Karen Kao, Travel journal entry for 19 Nov 2019
Jimba-Kaisho, where travelers could obtain fresh horses and bearers, in Tsumago. Photo credit: Karen Kao

The inn at the end of the road

Bandits once terrorized the mountains of Japan. They lay in wait for fat priests, Buddhist nuns, wealthy couples from the capital, anyone with permission from the shōgun to travel. Not all travelers made it home.

Yes, sir. Certainly, it was I who found the body. This morning, as usual, I went to cut my daily quota of cedars, when I found the body in a grove in a hollow in the mountains. The exact location? About 150 meters off the Yamashina stage road.

Akutagawa Ryunosuke, “In a Grove” in The Oxford Book of Japanese Short Stories, ed. Theodore W. Goossen (Oxford University Press 1997)

We met no bandits on the Nakasendō. We met hardly anyone at all. Some days we walked through mist-covered valleys where rime still lay on the grass. We passed milestones that marked our progress and mossy stone gods who blessed our journey.

At the end of each day on the Nakasendō, an inn awaited us. It might be a small 8 tatami mat room just large enough to fit our futon. Dinners were locally sourced and delicately arranged. There was always an onsen.

Traveling monk
Traveling monk in Takayama.
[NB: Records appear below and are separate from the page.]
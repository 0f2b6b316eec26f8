//! Batch decoding of many match-info files.
//!
//! Each file is decoded independently with its own cursor; a failure is
//! handed to the sink and the batch moves on to the next file.

use std::path::Path;

use crate::decode::{DecodeFileError, decode_info_file};
use crate::DemoInfo;

/// Receives the outcome of every file in a batch.
pub trait RecordSink {
    fn record(&mut self, path: &Path, result: Result<DemoInfo, DecodeFileError>);
}

impl<F> RecordSink for F
where
    F: FnMut(&Path, Result<DemoInfo, DecodeFileError>),
{
    fn record(&mut self, path: &Path, result: Result<DemoInfo, DecodeFileError>) {
        (*self)(path, result)
    }
}

#[derive(Debug, Clone, Copy, Default, PartialEq, Eq)]
pub struct BatchSummary {
    pub decoded: usize,
    pub failed: usize,
}

/// Decode every path in order, reporting each result to `sink`.
///
/// # Examples
/// ```
/// use std::path::{Path, PathBuf};
///
/// use demoinfo_core::{DecodeFileError, DemoInfo, decode_batch};
///
/// let mut failures = Vec::new();
/// let summary = decode_batch(
///     [PathBuf::from("does-not-exist.info")],
///     &mut |path: &Path, result: Result<DemoInfo, DecodeFileError>| {
///         if result.is_err() {
///             failures.push(path.to_path_buf());
///         }
///     },
/// );
/// assert_eq!(summary.failed, 1);
/// assert_eq!(failures.len(), 1);
/// ```
pub fn decode_batch<I, P, S>(paths: I, sink: &mut S) -> BatchSummary
where
    I: IntoIterator<Item = P>,
    P: AsRef<Path>,
    S: RecordSink + ?Sized,
{
    let mut summary = BatchSummary::default();
    for path in paths {
        let path = path.as_ref();
        let result = decode_info_file(path);
        if result.is_ok() {
            summary.decoded += 1;
        } else {
            summary.failed += 1;
        }
        sink.record(path, result);
    }
    summary
}
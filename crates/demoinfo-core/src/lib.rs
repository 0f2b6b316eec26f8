//! Decoder for match-info (`.info`) files written by the game client at the
//! end of a match.
//!
//! The file is an undocumented tag/length/varint stream. This crate decodes
//! it into a [`DemoInfo`] record: match metadata, per-round team scores and
//! per-player statistics. Decoding is byte-oriented and side-effect free;
//! file access is isolated in [`decode_info_file`] and [`batch`].
//!
//! Invariants:
//! - A file either decodes completely or yields an error; there is no
//!   partial record.
//! - Player and team slots are fixed-size arrays (10 and 2); a stream that
//!   addresses a slot past capacity is rejected.
//! - Absent fields are `None` and are omitted from serialized output, so a
//!   decoded zero is never confused with a missing value.
//!
//! Several fields (`hash`, `unknown0`, `unknown1`, `first_round_offset`)
//! have unconfirmed semantics and are carried through verbatim.
//!
//! # Examples
//! ```no_run
//! use std::path::Path;
//!
//! use demoinfo_core::decode_info_file;
//!
//! let info = decode_info_file(Path::new("match730_003.info"))?;
//! println!("rounds: {}", info.rounds.len());
//! # Ok::<(), Box<dyn std::error::Error>>(())
//! ```

use serde::{Deserialize, Serialize};
use time::OffsetDateTime;

pub mod batch;
mod decode;
pub mod info;
mod steamid;

pub use batch::{BatchSummary, RecordSink, decode_batch};
pub use decode::{DecodeFileError, decode_info_bytes, decode_info_file, decode_info_reader};
pub use info::error::DecodeError;
pub use info::layout::{PLAYER_SLOTS, TEAM_SLOTS};
pub use steamid::{SteamId, SteamIdError};

/// File extension of match-info files.
pub const INFO_EXTENSION: &str = "info";

/// Decoded match-info record.
#[derive(Debug, Clone, PartialEq, Eq, Serialize, Deserialize)]
pub struct DemoInfo {
    /// Start time from the fixed-point encoding (varint / 2^31 seconds).
    #[serde(with = "time::serde::rfc3339")]
    pub start_time: OffsetDateTime,
    /// Start time from the plain-seconds encoding. Which of the two is
    /// authoritative is unconfirmed.
    #[serde(with = "time::serde::rfc3339")]
    pub start_time2: OffsetDateTime,
    /// Raw byte following the preamble's length-delimited tag.
    pub first_round_offset: u8,
    pub server_id: i64,
    pub match_id: i64,
    /// Opaque preamble varint.
    pub unknown0: i64,
    /// 64-bit value of unconfirmed meaning.
    pub hash: i64,
    #[serde(
        default,
        with = "time::serde::rfc3339::option",
        skip_serializing_if = "Option::is_none"
    )]
    pub end_time: Option<OffsetDateTime>,
    /// Opaque varint found inside round data.
    #[serde(default, skip_serializing_if = "Option::is_none")]
    pub unknown1: Option<i64>,
    #[serde(default, skip_serializing_if = "Option::is_none")]
    pub demo_url: Option<String>,
    /// Outcome of the last round that carried one.
    #[serde(default, skip_serializing_if = "Option::is_none")]
    pub was_tie: Option<bool>,
    pub rounds: Vec<RoundRecord>,
}

/// One played round.
///
/// Slot positions follow decode order within the round; slot 3 in one round
/// is not necessarily the same player as slot 3 in the next.
#[derive(Debug, Clone, Default, PartialEq, Eq, Serialize, Deserialize)]
pub struct RoundRecord {
    /// Elapsed game time in seconds.
    #[serde(default, skip_serializing_if = "Option::is_none")]
    pub game_time_s: Option<i64>,
    /// `Some(true)` when the round's outcome tag marked a tie.
    #[serde(default, skip_serializing_if = "Option::is_none")]
    pub was_tie: Option<bool>,
    pub teams: [TeamStat; TEAM_SLOTS],
    pub players: [PlayerStat; PLAYER_SLOTS],
}

#[derive(Debug, Clone, Copy, Default, PartialEq, Eq, Serialize, Deserialize)]
pub struct TeamStat {
    #[serde(default, skip_serializing_if = "Option::is_none")]
    pub score: Option<i32>,
}

/// Per-player statistics for one round. Every field is optional.
#[derive(Debug, Clone, Copy, Default, PartialEq, Eq, Serialize, Deserialize)]
pub struct PlayerStat {
    #[serde(default, skip_serializing_if = "Option::is_none")]
    pub player: Option<SteamId>,
    #[serde(default, skip_serializing_if = "Option::is_none")]
    pub kills: Option<i32>,
    #[serde(default, skip_serializing_if = "Option::is_none")]
    pub assists: Option<i32>,
    #[serde(default, skip_serializing_if = "Option::is_none")]
    pub deaths: Option<i32>,
    #[serde(default, skip_serializing_if = "Option::is_none")]
    pub score: Option<i32>,
    #[serde(default, skip_serializing_if = "Option::is_none")]
    pub enemy_kills: Option<i32>,
    #[serde(default, skip_serializing_if = "Option::is_none")]
    pub headshots: Option<i32>,
    #[serde(default, skip_serializing_if = "Option::is_none")]
    pub mvps: Option<i32>,
}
Photo credit: Karen Kao

Takayama was our last stop on the Nakasendō. There we found the Hida Takayama Jinja, the sole surviving example of a bakufu government complex. From 1692-1868, high and mid-level officials entered through a grand gate. Low-level officials used a side gate. Heavily-guarded warehouses held the precious tax revenues, 60 kilo bags stuffed with rice. It would be the last time we followed in the footsteps of the shōgun.